A gargantuan but surprisingly agile and spellbinding biography of
the plain-speaking, plain-dealing Man from Missouri. As depicted by
McCullough (Brave Companions, 1991, etc.), Truman, though the first
President of the nuclear era, was fundamentally a throwback to
19th-century midwestern ideals of honesty. Like the young Teddy
Roosevelt in the author's Mornings on Horseback (1981), the
pre-Presidential Truman most impresses McCullough as a battler
against overwhelming odds: the failed farmer and haberdasher; the
WW I captain who kept his unit together under deadly fire; and the
scorned product of the Kansas City machine who won Senate
colleagues' respect by chairing an investigation into WW II defense
spending and winning a ferocious primary contest. With the stage
thus set, the narrative picks up whirlwind force, following Truman
from his assumption of the Presidency upon FDR's death - when "the
sun, the moon, and the stars" seemed ready to fall on him - through
the decisions to drop the atomic bomb; confront Stalin at Potsdam;
send troops to Korea (the most important decision of his
Presidency, Truman felt); and fire MacArthur. The book's main
event, however, is the legendary "Whistle-Stop Campaign" of 1948,
when Truman puffed off the political upset of the century. Readers
jaded by Vietnam and Watergate may ask: Could any President be this
serene, honest, and courageous? Yet McCullough weaves his spell,
convincingly limning a politician who didn't lie, steal, pay
attention to pollsters or pundits, or quail in the face of
diplomatic or political combat (his major fault seems to have been
excessive loyalty to cronies who betrayed his trust). Truman
apparently really was, as his Secretary of State Dean Acheson said,
the "captain with the mighty heart." Rich in detail, enthralling,
and moving: a classic Presidential biography. (Kirkus Reviews)

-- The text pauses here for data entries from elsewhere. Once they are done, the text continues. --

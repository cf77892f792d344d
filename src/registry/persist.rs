// ==========================================
// 参数注册表 - 参数值持久化
// ==========================================
// 格式: 扁平 JSON 对象 key → 带类型标签的值
// - 元组 {"tuple_type": [...]} / 集合 {"set_type": [...]} / 未求值标记 {"expr_marker": "..."}
// - Func 参数额外保存 "<key>_exp" 表达式文本，加载时重新求值
// 加载规则: 参数表外的键丢弃，缺失的键补默认值，校验失败的值保留默认值
// ==========================================

use crate::domain::value::ParamValue;
use crate::registry::error::{RegistryError, RegistryResult};
use crate::registry::store::ParameterRegistry;
use crate::widget::{ValidationError, WidgetKind};
use serde::Serialize;
use serde_json::{Map, Value as JsonValue};
use tracing::{info, warn};

/// Func 参数表达式文本的键后缀
pub const EXPRESSION_SUFFIX: &str = "_exp";

/// 单个被拒绝的值
#[derive(Debug, Clone, PartialEq, Serialize)]
pub struct RejectedValue {
    pub key: String,
    pub reason: String,
}

/// 参数值加载报告
#[derive(Debug, Clone, Default, PartialEq, Serialize)]
pub struct LoadReport {
    /// 成功载入的 key
    pub loaded: Vec<String>,
    /// 参数表中不存在、被丢弃的 key
    pub dropped: Vec<String>,
    /// 缺失、以默认值补齐的 key
    pub filled: Vec<String>,
    /// 校验失败、保留默认值的 key
    pub rejected: Vec<RejectedValue>,
}

impl LoadReport {
    /// 所有值都原样载入
    pub fn is_clean(&self) -> bool {
        self.dropped.is_empty() && self.filled.is_empty() && self.rejected.is_empty()
    }
}

impl ParameterRegistry {
    /// 导出当前值（参数表顺序）
    pub fn dump_values(&self) -> RegistryResult<Map<String, JsonValue>> {
        let mut map = Map::new();
        for (key, definition) in &self.definitions {
            let value = self.get(key)?;
            let json = value.to_json().map_err(|message| RegistryError::Serialize {
                key: key.clone(),
                message,
            })?;
            map.insert(key.clone(), json);

            if definition.widget_kind == WidgetKind::Func {
                let companion = format!("{}{}", key, EXPRESSION_SUFFIX);
                if self.contains(&companion) {
                    continue;
                }
                if let Some(text) = self.expression(key) {
                    map.insert(companion, JsonValue::String(text.to_string()));
                }
            }
        }
        Ok(map)
    }

    /// 导出为格式化 JSON 文本
    pub fn to_json_string(&self) -> RegistryResult<String> {
        Ok(serde_json::to_string_pretty(&self.dump_values()?)?)
    }

    /// 载入持久化的参数值
    ///
    /// 单个值的失败不影响其它值，结果汇总在报告中
    pub fn load_values(&mut self, map: &Map<String, JsonValue>) -> LoadReport {
        let mut report = LoadReport::default();

        for key in map.keys() {
            if self.contains(key) || self.is_expression_companion(key) {
                continue;
            }
            warn!(key = %key, "参数表中不存在该参数，已丢弃");
            report.dropped.push(key.clone());
        }

        let keys: Vec<String> = self.keys().map(str::to_string).collect();
        for key in keys {
            let expression = self.expression_entry(&key, map);

            let outcome = match (expression, map.get(&key)) {
                (Some(text), _) => Some(self.set_from_text(&key, text)),
                (_, Some(json)) => Some(
                    ParamValue::from_json(json)
                        .map_err(|message| RegistryError::Validation {
                            key: key.clone(),
                            source: ValidationError::MalformedContainer(message),
                        })
                        .and_then(|value| self.set(&key, value)),
                ),
                _ => None,
            };

            match outcome {
                Some(Ok(())) => report.loaded.push(key),
                Some(Err(err)) => {
                    warn!(key = %key, error = %err, "参数值无效，保留默认值");
                    let restored = self.restore_default(&key);
                    debug_assert!(restored);
                    report.rejected.push(RejectedValue {
                        key,
                        reason: err.to_string(),
                    });
                }
                None => {
                    let restored = self.restore_default(&key);
                    debug_assert!(restored);
                    report.filled.push(key);
                }
            }
        }

        self.check_key_set();
        info!(
            loaded = report.loaded.len(),
            dropped = report.dropped.len(),
            filled = report.filled.len(),
            rejected = report.rejected.len(),
            "参数值已载入"
        );
        report
    }

    /// 从 JSON 文本载入
    pub fn load_values_json(&mut self, text: &str) -> RegistryResult<LoadReport> {
        match serde_json::from_str::<JsonValue>(text)? {
            JsonValue::Object(map) => Ok(self.load_values(&map)),
            other => Err(RegistryError::Format(format!(
                "需要 JSON 对象，实际为 {}",
                json_kind(&other)
            ))),
        }
    }

    /// Func 参数在持久化映射中的表达式文本
    ///
    /// "<key>_exp" 本身是参数表中的参数时不视为表达式
    fn expression_entry<'m>(
        &self,
        key: &str,
        map: &'m Map<String, JsonValue>,
    ) -> Option<&'m str> {
        let is_func = self
            .definitions
            .get(key)
            .map_or(false, |d| d.widget_kind == WidgetKind::Func);
        let companion = format!("{}{}", key, EXPRESSION_SUFFIX);
        if !is_func || self.contains(&companion) {
            return None;
        }
        map.get(&companion).and_then(JsonValue::as_str)
    }

    /// "<key>_exp" 且 key 为 Func 参数
    fn is_expression_companion(&self, key: &str) -> bool {
        !self.contains(key)
            && key
                .strip_suffix(EXPRESSION_SUFFIX)
                .and_then(|base| self.definitions.get(base))
                .map_or(false, |d| d.widget_kind == WidgetKind::Func)
    }
}

fn json_kind(value: &JsonValue) -> &'static str {
    match value {
        JsonValue::Null => "null",
        JsonValue::Bool(_) => "bool",
        JsonValue::Number(_) => "number",
        JsonValue::String(_) => "string",
        JsonValue::Array(_) => "array",
        JsonValue::Object(_) => "object",
    }
}

#[cfg(test)]
mod tests {
    use super::*;
    use serde_json::json;

    const SCHEMA: &str = "\
key;alias;group;default;unit;description;gui_type;gui_args
epo_baseline;;Epochs;(-0.2, 0);s;;Tuple;
ch_types;;General;['grad'];;;CheckList;{'options': ['grad', 'mag', 'eeg']}
reject;;Epochs;{'grad': 4000e-13};;;Dict;{'none_select': True}
tfr_freqs;;Time-Frequency;np.arange(5, 20, 5);Hz;;Func;
n_jobs;;General;-1;;;Int;{'min_val': -1}
";

    fn registry() -> ParameterRegistry {
        ParameterRegistry::from_schema_str(SCHEMA).unwrap()
    }

    #[test]
    fn test_dump_tags_tuple_and_expression() {
        let reg = registry();
        let map = reg.dump_values().unwrap();
        assert_eq!(map["epo_baseline"], json!({"tuple_type": [-0.2, 0]}));
        assert_eq!(map["tfr_freqs"], json!([5, 10, 15]));
        assert_eq!(map["tfr_freqs_exp"], json!("np.arange(5, 20, 5)"));
        assert!(!map.contains_key("n_jobs_exp"));
    }

    #[test]
    fn test_round_trip_restores_values() {
        let mut reg = registry();
        reg.set_from_text("epo_baseline", "(-0.5, 0.1)").unwrap();
        reg.set_from_text("tfr_freqs", "np.arange(1, 4)").unwrap();
        reg.set("reject", ParamValue::Null).unwrap();
        let text = reg.to_json_string().unwrap();

        let mut other = registry();
        let report = other.load_values_json(&text).unwrap();
        assert!(report.is_clean(), "unexpected report: {:?}", report);
        assert_eq!(other.values(), reg.values());
        assert_eq!(other.expression("tfr_freqs"), Some("np.arange(1, 4)"));
    }

    #[test]
    fn test_load_drops_fills_and_rejects() {
        let mut reg = registry();
        let map = json!({
            "n_jobs": -5,
            "ch_types": ["mag", "eeg"],
            "legacy_param": 3,
        });
        let report = reg.load_values(map.as_object().unwrap());

        assert_eq!(report.dropped, vec!["legacy_param"]);
        assert_eq!(report.loaded, vec!["ch_types"]);
        assert_eq!(report.rejected.len(), 1);
        assert_eq!(report.rejected[0].key, "n_jobs");
        assert_eq!(report.filled, vec!["epo_baseline", "reject", "tfr_freqs"]);
        assert_eq!(reg.get("n_jobs").unwrap(), &ParamValue::Int(-1));
        assert!(!reg.contains("legacy_param"));
    }

    #[test]
    fn test_schema_key_with_expression_suffix() {
        let schema = "\
key;alias;group;default;unit;description;gui_type;gui_args
freqs;;Time-Frequency;np.arange(1, 4);Hz;;Func;
freqs_exp;;Time-Frequency;'note';;;String;
";
        let mut reg = ParameterRegistry::from_schema_str(schema).unwrap();
        let dumped = reg.dump_values().unwrap();
        assert_eq!(dumped["freqs_exp"], json!("note"));

        let map = json!({"freqs": [5, 6], "freqs_exp": "np.arange(10, 12)"});
        let report = reg.load_values(map.as_object().unwrap());
        assert!(report.is_clean(), "unexpected report: {:?}", report);
        assert_eq!(
            reg.get("freqs").unwrap(),
            &ParamValue::List(vec![ParamValue::Int(5), ParamValue::Int(6)])
        );
        assert_eq!(reg.get("freqs_exp").unwrap(), &ParamValue::from("np.arange(10, 12)"));
    }

    #[test]
    fn test_load_rejects_non_object() {
        let mut reg = registry();
        assert!(matches!(
            reg.load_values_json("[1, 2]"),
            Err(RegistryError::Format(_))
        ));
        assert!(matches!(
            reg.load_values_json("{not json"),
            Err(RegistryError::Format(_))
        ));
    }
}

The life of Harry S. Truman is one of the greatest of American stories, filled with vivid characters -- Roosevelt, Churchill, Stalin, Eleanor Roosevelt, Bess Wallace Truman, George Marshall, Joe McCarthy, and Dean Acheson -- and dramatic events. In this riveting biography, acclaimed historian David McCullough not only captures the man -- a more complex, informed, and determined man than ever before imagined -- but also the turbulent times in which he rose, boldly, to meet unprecedented challenges. The last president to serve as a living link between the nineteenth and the twentieth centuries, Truman's story spans the raw world of the Missouri frontier, World War I, the powerful Pendergast machine of Kansas City, the legendary Whistle-Stop Campaign of 1948, and the decisions to drop the atomic bomb, confront Stalin at Potsdam, send troops to Korea, and fire General MacArthur. Drawing on newly discovered archival material and extensive interviews with Truman's own family, friends, and Washington colleagues, McCullough tells the deeply moving story of the seemingly ordinary "man from Missouri" who was perhaps the most courageous president in our history.